Ada yang menyampaikan juga, saya anaknya Oey Hong Liong, dari Singapura. Waduh, bapak saya itu orang desa, orang kampung. Bapak saya dari Karanganyar, Ibu saya dari Kabupaten Boyolali, orang desa semuanya. Lah kok sampai Singapura?

Ya itulah yang namanya politik. Rakyat jangan terperdaya oleh fitnah-fitnah seperti itu.

Dan pada kesempatan yang baik ini, kita patut bersyukur bahwa negara kita memiliki ideologi Pancasila, yang mempersatukan kita. Perbedaan-perbedaan kita, keragaman kita ini bisa disatukan karena Pancasila. Ada yang hafal Pancasila? Silakan tunjuk jari! Maju ke depan. Ya tadi paling cepat itu, itu tunjuk jari. Ya sana yang itu Pak. Sebentar, ya yang belakang ini tadi yang pertama kelihatannya saya lihat tunjuk jari. Ya, silakan maju.

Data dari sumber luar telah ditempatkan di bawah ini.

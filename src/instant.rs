// SPDX-License-Identifier: AGPL-3.0-or-later
// Copyright (C) 2026 Vallés Puig, Ramon

//! Scale-tagged Julian-day instants.
//!
//! [`Time<S>`] stores a single [`Days`] quantity whose meaning is fixed at
//! compile time by the marker `S: TimeScale`.  Every cross-scale conversion
//! routes through the canonical **JD(TT)** axis, so adding a scale only means
//! writing its two offset functions.
//!
//! The site-events engine works on [`TimeInstant`] (`Time<TAI>`): a uniform,
//! leap-second-free axis on which day-fraction offsets compose exactly.

use chrono::{DateTime, Utc};
use qtty::{Day, Days, Second, Seconds};
use serde::{Deserialize, Deserializer, Serialize, Serializer};
use std::marker::PhantomData;
use std::ops::{Add, AddAssign, Sub, SubAssign};

use crate::scales::{UnixTime, TAI};

// ═══════════════════════════════════════════════════════════════════════════
// TimeScale trait
// ═══════════════════════════════════════════════════════════════════════════

/// Marker trait for time scales.
///
/// A scale defines a display label and the pair of conversions between its
/// native day count and an absolute Julian Day in Terrestrial Time.
pub trait TimeScale: Copy + Clone + std::fmt::Debug + PartialEq + PartialOrd + 'static {
    /// Display label used by [`Time`] formatting.
    const LABEL: &'static str;

    /// Convert a quantity in this scale's native unit to an absolute JD(TT).
    fn to_jd_tt(value: Days) -> Days;

    /// Convert an absolute JD(TT) back to this scale's native quantity.
    fn from_jd_tt(jd_tt: Days) -> Days;
}

// ═══════════════════════════════════════════════════════════════════════════
// Time<S>
// ═══════════════════════════════════════════════════════════════════════════

/// A point on time scale `S`.
///
/// `Time<S>` is layout-identical to a single `f64`; the marker is zero-sized.
/// Instances are immutable: arithmetic always yields a new value.
#[derive(Debug, Copy, Clone, PartialEq, PartialOrd)]
pub struct Time<S: TimeScale> {
    quantity: Days,
    _scale: PhantomData<S>,
}

/// The engine's instant type: a Julian day on the TAI axis.
pub type TimeInstant = Time<TAI>;

impl<S: TimeScale> Time<S> {
    /// Create from a raw scalar (days on this scale's axis).
    #[inline]
    pub const fn new(value: f64) -> Self {
        Self {
            quantity: Days::new(value),
            _scale: PhantomData,
        }
    }

    /// Create from a [`Days`] quantity.
    #[inline]
    pub const fn from_days(days: Days) -> Self {
        Self {
            quantity: days,
            _scale: PhantomData,
        }
    }

    /// The underlying quantity in days.
    #[inline]
    pub const fn quantity(&self) -> Days {
        self.quantity
    }

    /// The underlying scalar value in days.
    #[inline]
    pub const fn value(&self) -> f64 {
        self.quantity.value()
    }

    /// Absolute Julian Day (TT) corresponding to this instant.
    #[inline]
    pub fn julian_day(&self) -> Days {
        S::to_jd_tt(self.quantity)
    }

    /// Build an instant from an absolute Julian Day (TT).
    #[inline]
    pub fn from_julian_day(jd_tt: Days) -> Self {
        Self::from_days(S::from_jd_tt(jd_tt))
    }

    /// Convert this instant to another time scale through JD(TT).
    #[inline]
    pub fn to<T: TimeScale>(&self) -> Time<T> {
        Time::<T>::from_julian_day(S::to_jd_tt(self.quantity))
    }

    /// A new instant exactly `days` later (or earlier, when negative).
    ///
    /// This is a direct addition on the scale's own axis; no calendar
    /// round-trip is involved, so chained offsets do not accumulate rounding.
    #[inline]
    pub fn offset(self, days: Days) -> Self {
        self + days
    }

    /// Midpoint between two instants on the same scale.
    #[inline]
    pub fn mean(self, other: Self) -> Self {
        self.offset((other - self) * 0.5)
    }

    /// Earlier of two instants.
    #[inline]
    pub fn min(self, other: Self) -> Self {
        if other < self {
            other
        } else {
            self
        }
    }

    /// Later of two instants.
    #[inline]
    pub fn max(self, other: Self) -> Self {
        if other > self {
            other
        } else {
            self
        }
    }

    /// Build an instant from a `chrono::DateTime<Utc>`.
    ///
    /// The civil timestamp is placed on the UTC axis and the leap-second
    /// offset in force at that date is applied on the way to the target scale.
    pub fn from_utc(datetime: DateTime<Utc>) -> Self {
        let seconds = Seconds::new(datetime.timestamp() as f64)
            + Seconds::new(datetime.timestamp_subsec_nanos() as f64 / 1e9);
        Time::<UnixTime>::from_days(seconds.to::<Day>()).to::<S>()
    }

    /// Build an instant from a Unix timestamp in (fractional) seconds.
    pub fn from_unix_seconds(seconds: f64) -> Self {
        Time::<UnixTime>::from_days(Seconds::new(seconds).to::<Day>()).to::<S>()
    }

    /// Unix timestamp in (fractional) seconds for this instant.
    pub fn unix_seconds(&self) -> f64 {
        self.to::<UnixTime>().quantity().to::<Second>().value()
    }

    /// Convert to a `chrono::DateTime<Utc>`.
    ///
    /// Returns `None` if the value falls outside chrono's representable range.
    pub fn to_utc(&self) -> Option<DateTime<Utc>> {
        let seconds = self.unix_seconds();
        if !seconds.is_finite() {
            return None;
        }
        let secs = seconds.floor();
        let nanos = ((seconds - secs) * 1e9).round().min(999_999_999.0) as u32;
        DateTime::<Utc>::from_timestamp(secs as i64, nanos)
    }
}

// ── Display ───────────────────────────────────────────────────────────────

impl<S: TimeScale> std::fmt::Display for Time<S> {
    fn fmt(&self, f: &mut std::fmt::Formatter<'_>) -> std::fmt::Result {
        write!(f, "{} {}", S::LABEL, self.quantity)
    }
}

// ── Serde ─────────────────────────────────────────────────────────────────

impl<S: TimeScale> Serialize for Time<S> {
    fn serialize<Ser>(&self, serializer: Ser) -> Result<Ser::Ok, Ser::Error>
    where
        Ser: Serializer,
    {
        serializer.serialize_f64(self.value())
    }
}

impl<'de, S: TimeScale> Deserialize<'de> for Time<S> {
    fn deserialize<D>(deserializer: D) -> Result<Self, D::Error>
    where
        D: Deserializer<'de>,
    {
        let v = f64::deserialize(deserializer)?;
        Ok(Self::new(v))
    }
}

// ── Arithmetic ────────────────────────────────────────────────────────────

impl<S: TimeScale> Add<Days> for Time<S> {
    type Output = Self;
    #[inline]
    fn add(self, rhs: Days) -> Self::Output {
        Self::from_days(self.quantity + rhs)
    }
}

impl<S: TimeScale> AddAssign<Days> for Time<S> {
    #[inline]
    fn add_assign(&mut self, rhs: Days) {
        self.quantity += rhs;
    }
}

impl<S: TimeScale> Sub<Days> for Time<S> {
    type Output = Self;
    #[inline]
    fn sub(self, rhs: Days) -> Self::Output {
        Self::from_days(self.quantity - rhs)
    }
}

impl<S: TimeScale> SubAssign<Days> for Time<S> {
    #[inline]
    fn sub_assign(&mut self, rhs: Days) {
        self.quantity -= rhs;
    }
}

impl<S: TimeScale> Sub for Time<S> {
    type Output = Days;
    #[inline]
    fn sub(self, rhs: Self) -> Self::Output {
        self.quantity - rhs.quantity
    }
}

impl<S: TimeScale> From<Time<S>> for Days {
    #[inline]
    fn from(time: Time<S>) -> Self {
        time.quantity
    }
}

// ═══════════════════════════════════════════════════════════════════════════
// Tests
// ═══════════════════════════════════════════════════════════════════════════
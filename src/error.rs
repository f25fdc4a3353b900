// SPDX-License-Identifier: AGPL-3.0-or-later
// Copyright (C) 2026 Vallés Puig, Ramon

//! Error types for site-event computations.

/// Result type for site-event computations.
pub type EventsResult<T> = Result<T, EventsError>;

/// Error type for site-event computations.
#[derive(Debug, Clone, PartialEq, thiserror::Error)]
pub enum EventsError {
    /// Invalid coordinates, unknown timezone, unusable durations.
    #[error("Configuration error: {0}")]
    Configuration(String),

    /// A horizon threshold was not crossed both ways inside the window.
    #[error("No crossing of the {horizon_degrees}° threshold: found {found} transition(s) in the window")]
    NoCrossing { horizon_degrees: f64, found: usize },

    /// The Moon did not cross the meridian westward inside the transit span.
    #[error("No meridian transit of the Moon within {span_days} days after JD {after}")]
    NoTransit { after: f64, span_days: f64 },

    /// Bisection could not bracket a transition to tolerance.
    #[error("Search did not converge between JD {lo} and JD {hi}")]
    NonConvergence { lo: f64, hi: f64 },

    /// An instant falls outside what the calendar types can represent.
    #[error("Time out of range: JD {0}")]
    TimeOutOfRange(f64),
}

impl EventsError {
    pub(crate) fn configuration(msg: impl Into<String>) -> Self {
        EventsError::Configuration(msg.into())
    }
}

#[cfg(test)]
mod tests {
    use super::*;

    #[test]
    fn messages_name_the_failure() {
        let e = EventsError::configuration("unknown timezone 'Mars/Olympus'");
        assert_eq!(
            e.to_string(),
            "Configuration error: unknown timezone 'Mars/Olympus'"
        );

        let e = EventsError::NoCrossing {
            horizon_degrees: 18.0,
            found: 0,
        };
        assert!(e.to_string().contains("18°"));
        assert!(e.to_string().contains("found 0"));

        let e = EventsError::NoTransit {
            after: 2_459_063.5,
            span_days: 1.1,
        };
        assert_eq!(
            e.to_string(),
            "No meridian transit of the Moon within 1.1 days after JD 2459063.5"
        );
    }
}
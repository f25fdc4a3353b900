// SPDX-License-Identifier: AGPL-3.0-or-later
// Copyright (C) 2026 Vallés Puig, Ramon

//! Solar and lunar positions from `siderust`.
//!
//! [`Ephemeris`] is the read-only handle every search evaluates against.  It
//! carries the `siderust` astronomical context (IERS Earth orientation
//! table); the process-wide instance is built lazily on first use by
//! [`Ephemeris::shared`] and never mutated afterwards.
//!
//! Instants are taken on the TAI axis.  The Sun comes from VSOP87 and the
//! Moon from ELP2000, both evaluated in TT.  Earth rotation uses UT1 from the
//! IERS `dUT1` series.

use once_cell::sync::Lazy;
use qtty::{AstronomicalUnit, Degrees, Kilometer, Meters};
use serde::{Deserialize, Serialize};
use siderust::astro::earth_rotation::jd_ut1_from_tt_eop;
use siderust::astro::nutation::nutation_iau2000b;
use siderust::astro::precession::precession_nutation_matrix;
use siderust::astro::sidereal::gast_iau2006;
use siderust::bodies::solar_system::{Moon, Sun};
use siderust::calculus::ephemeris::Ephemeris as _;
use siderust::calculus::lunar::meeus_ch47::moon_position_meeus_ch47;
use siderust::coordinates::centers::{Geocentric, Geodetic, Heliocentric};
use siderust::coordinates::transform::context::DefaultEphemeris;
use siderust::coordinates::transform::{AstroContext, FromHorizontal, Transform, TransformFrame};
use siderust::coordinates::{cartesian, frames, spherical};
use siderust::time::JulianDate;

use crate::instant::TimeInstant;
use crate::scales::{TT, UTC};
use crate::site::Observer;

/// Which lunar model to evaluate.
///
/// `Full` is the topocentric ELP2000 position; `Low` is the geocentric
/// Meeus ch. 47 model, enough to time a meridian transit.
#[derive(Debug, Clone, Copy, Default, PartialEq, Eq, Hash, Serialize, Deserialize)]
#[serde(rename_all = "snake_case")]
pub enum Precision {
    #[default]
    Full,
    Low,
}

/// An equatorial direction.
#[derive(Debug, Clone, Copy, PartialEq)]
pub struct Equatorial {
    pub right_ascension: Degrees,
    pub declination: Degrees,
}

impl Equatorial {
    /// Right ascension in hours, [0, 24).
    pub fn ra_hours(&self) -> f64 {
        wrap_360(self.right_ascension.value()) / 15.0
    }

    /// Great-circle distance to `other`.
    pub fn separation(&self, other: &Equatorial) -> Degrees {
        self.direction().angular_separation(&other.direction())
    }

    fn direction(&self) -> spherical::Direction<frames::EquatorialMeanJ2000> {
        spherical::Direction::new_raw(self.declination, self.right_ascension)
    }
}

/// Topocentric altitude and azimuth (azimuth from north through east).
#[derive(Debug, Clone, Copy, PartialEq)]
pub struct Horizontal {
    pub altitude: Degrees,
    pub azimuth: Degrees,
}

impl Horizontal {
    pub fn new(altitude: f64, azimuth: f64) -> Self {
        Self {
            altitude: Degrees::new(altitude),
            azimuth: Degrees::new(azimuth),
        }
    }
}

static SHARED: Lazy<Ephemeris> = Lazy::new(Ephemeris::new);

/// Read-only ephemeris handle.
#[derive(Debug, Clone)]
pub struct Ephemeris {
    context: AstroContext,
}

impl Default for Ephemeris {
    fn default() -> Self {
        Self::new()
    }
}

fn site(observer: &Observer) -> Geodetic<frames::ECEF> {
    Geodetic::<frames::ECEF>::new(observer.longitude, observer.latitude, Meters::new(0.0))
}

#[inline]
fn jd_tt(t: TimeInstant) -> JulianDate {
    JulianDate::new(t.to::<TT>().value())
}

fn wrap_360(deg: f64) -> f64 {
    deg.rem_euclid(360.0)
}

fn wrap_180(deg: f64) -> f64 {
    (deg + 180.0).rem_euclid(360.0) - 180.0
}

impl Ephemeris {
    /// Build a private ephemeris.  Most callers want [`Ephemeris::shared`].
    pub fn new() -> Self {
        log::debug!("ephemeris context ready (VSOP87, ELP2000, IERS EOP)");
        Self {
            context: AstroContext::default(),
        }
    }

    /// The process-wide ephemeris, initialised on first call.
    pub fn shared() -> &'static Ephemeris {
        &SHARED
    }

    fn jd_ut1(&self, t: TimeInstant) -> JulianDate {
        let eop = self.context.eop_at(JulianDate::new(t.to::<UTC>().value()));
        jd_ut1_from_tt_eop(jd_tt(t), &eop)
    }

    /// Geocentric apparent position of the Sun, true equator of date.
    pub fn sun_equatorial(&self, t: TimeInstant) -> Equatorial {
        let sun = Sun::get_apparent_geocentric_equ::<AstronomicalUnit>(jd_tt(t));
        Equatorial {
            right_ascension: sun.azimuth,
            declination: sun.polar,
        }
    }

    /// Apparent position of the Moon, true equator of date.
    ///
    /// `Full` is topocentric for `observer`; `Low` is geocentric.
    pub fn moon_equatorial(
        &self,
        observer: &Observer,
        t: TimeInstant,
        precision: Precision,
    ) -> Equatorial {
        match precision {
            Precision::Full => {
                let moon =
                    Moon::get_apparent_topocentric_equ::<Kilometer>(jd_tt(t), site(observer));
                Equatorial {
                    right_ascension: moon.azimuth,
                    declination: moon.polar,
                }
            }
            Precision::Low => {
                let moon = moon_position_meeus_ch47(jd_tt(t));
                Equatorial {
                    right_ascension: Degrees::new(moon.ra.value().to_degrees()),
                    declination: Degrees::new(moon.dec.value().to_degrees()),
                }
            }
        }
    }

    /// Local apparent sidereal time at the observer, [0, 360).
    pub fn local_sidereal_degrees(&self, observer: &Observer, t: TimeInstant) -> Degrees {
        let tt = jd_tt(t);
        let nut = nutation_iau2000b(tt);
        let gast = gast_iau2006(self.jd_ut1(t), tt, nut.dpsi, nut.true_obliquity());
        Degrees::new(wrap_360(gast.value().to_degrees() + observer.longitude.value()))
    }

    /// Hour angle of a right ascension at the observer, [-180, 180).
    pub fn hour_angle(&self, observer: &Observer, t: TimeInstant, ra: Degrees) -> Degrees {
        let lst = self.local_sidereal_degrees(observer, t).value();
        Degrees::new(wrap_180(lst - ra.value()))
    }

    /// Topocentric altitude/azimuth of the Sun, without refraction.
    pub fn sun_altaz(&self, observer: &Observer, t: TimeInstant) -> Horizontal {
        let sun = Sun::get_horizontal::<AstronomicalUnit>(jd_tt(t), site(observer));
        Horizontal {
            altitude: sun.polar,
            azimuth: sun.azimuth,
        }
    }

    /// Topocentric altitude/azimuth of the Moon's centre, without refraction.
    pub fn moon_altaz(&self, observer: &Observer, t: TimeInstant) -> Horizontal {
        let moon = Moon::get_horizontal::<Kilometer>(jd_tt(t), site(observer));
        Horizontal {
            altitude: moon.polar,
            azimuth: moon.azimuth,
        }
    }

    /// Hour angle of the Moon, [-180, 180).  Zero at upper culmination.
    pub fn moon_hour_angle(
        &self,
        observer: &Observer,
        t: TimeInstant,
        precision: Precision,
    ) -> Degrees {
        let moon = self.moon_equatorial(observer, t, precision);
        self.hour_angle(observer, t, moon.right_ascension)
    }

    /// Sky direction at `horizontal` as seen by the observer at `t`, in J2000.
    pub fn radec_from_altaz(
        &self,
        observer: &Observer,
        t: TimeInstant,
        horizontal: Horizontal,
    ) -> Equatorial {
        let tt = jd_tt(t);
        let altaz = spherical::Direction::<frames::Horizontal>::new_raw(
            horizontal.altitude,
            Degrees::new(wrap_360(horizontal.azimuth.value())),
        )
        .to_cartesian();
        let of_date = altaz.to_equatorial(&self.jd_ut1(t), &tt, &site(observer));

        let nut = nutation_iau2000b(tt);
        let [x, y, z] = precession_nutation_matrix(tt, nut.dpsi, nut.deps)
            .transpose()
            .apply_array([of_date.x(), of_date.y(), of_date.z()]);
        Equatorial {
            right_ascension: Degrees::new(wrap_360(y.atan2(x).to_degrees())),
            declination: Degrees::new(z.clamp(-1.0, 1.0).asin().to_degrees()),
        }
    }

    /// Illuminated fraction of the lunar disk, [0, 1], seen from the geocentre.
    pub fn moon_illumination(&self, t: TimeInstant) -> f64 {
        let tt = jd_tt(t);

        let helio = cartesian::position::EclipticMeanJ2000::<Kilometer, Heliocentric>::CENTER;
        let sun: cartesian::position::EquatorialMeanJ2000<Kilometer, Geocentric> =
            helio.transform(tt);
        let moon: cartesian::Position<Geocentric, frames::EquatorialMeanJ2000, Kilometer> =
            TransformFrame::to_frame(&DefaultEphemeris::moon_geocentric(tt));

        let s = [sun.x().value(), sun.y().value(), sun.z().value()];
        let m = [moon.x().value(), moon.y().value(), moon.z().value()];
        let to_sun = [s[0] - m[0], s[1] - m[1], s[2] - m[2]];
        let to_earth = [-m[0], -m[1], -m[2]];

        let dot: f64 = to_sun.iter().zip(&to_earth).map(|(a, b)| a * b).sum();
        let norm = |v: &[f64; 3]| v.iter().map(|c| c * c).sum::<f64>().sqrt();
        let cos_phase = (dot / (norm(&to_sun) * norm(&to_earth))).clamp(-1.0, 1.0);
        ((1.0 + cos_phase) / 2.0).clamp(0.0, 1.0)
    }
}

Tadi saya sampaikan negara kita sangat beragam, kita memiliki 714 (tujuh ratus empat belas) suku yang ada di Indonesia. Sebutkan saja 10 (sepuluh) nama suku. Sebentar, sebutkan 10 (sepuluh) nama suku. Sebentar.

Satu lagi, tadi saya sampaikan negara kita memiliki samudra/laut yang sangat luas, 2 (dua) per 3 (tiga) negara kita adalah air, di dalam air ada ikannya. Ini untuk ibu-ibu ini, untuk ibu-ibu, silakan tunjuk jari ibu-ibu. Sebutkan 7 (tujuh) nama ikan.

(Dialog Presiden RI dengan perwakilan penerima sertifikat)

Baiklah ibu dan bapak sekalian yang saya hormati,
Sekali lagi, apa yang sudah bapak-ibu terima berupa sertifikat tanda bukti hak hukum atas tanah yang kita miliki gunakan sebaik-baiknya untuk kepentingan keluarga kita, untuk menyejahterakan keluarga kita. Simpan baik-baik di dalam almari karena ini adalah sebuah barang yang sangat berharga bagi kita.

Saya tutup.
Terima kasih.
Wassalamualaikum warahmatullahi wabarakatuh.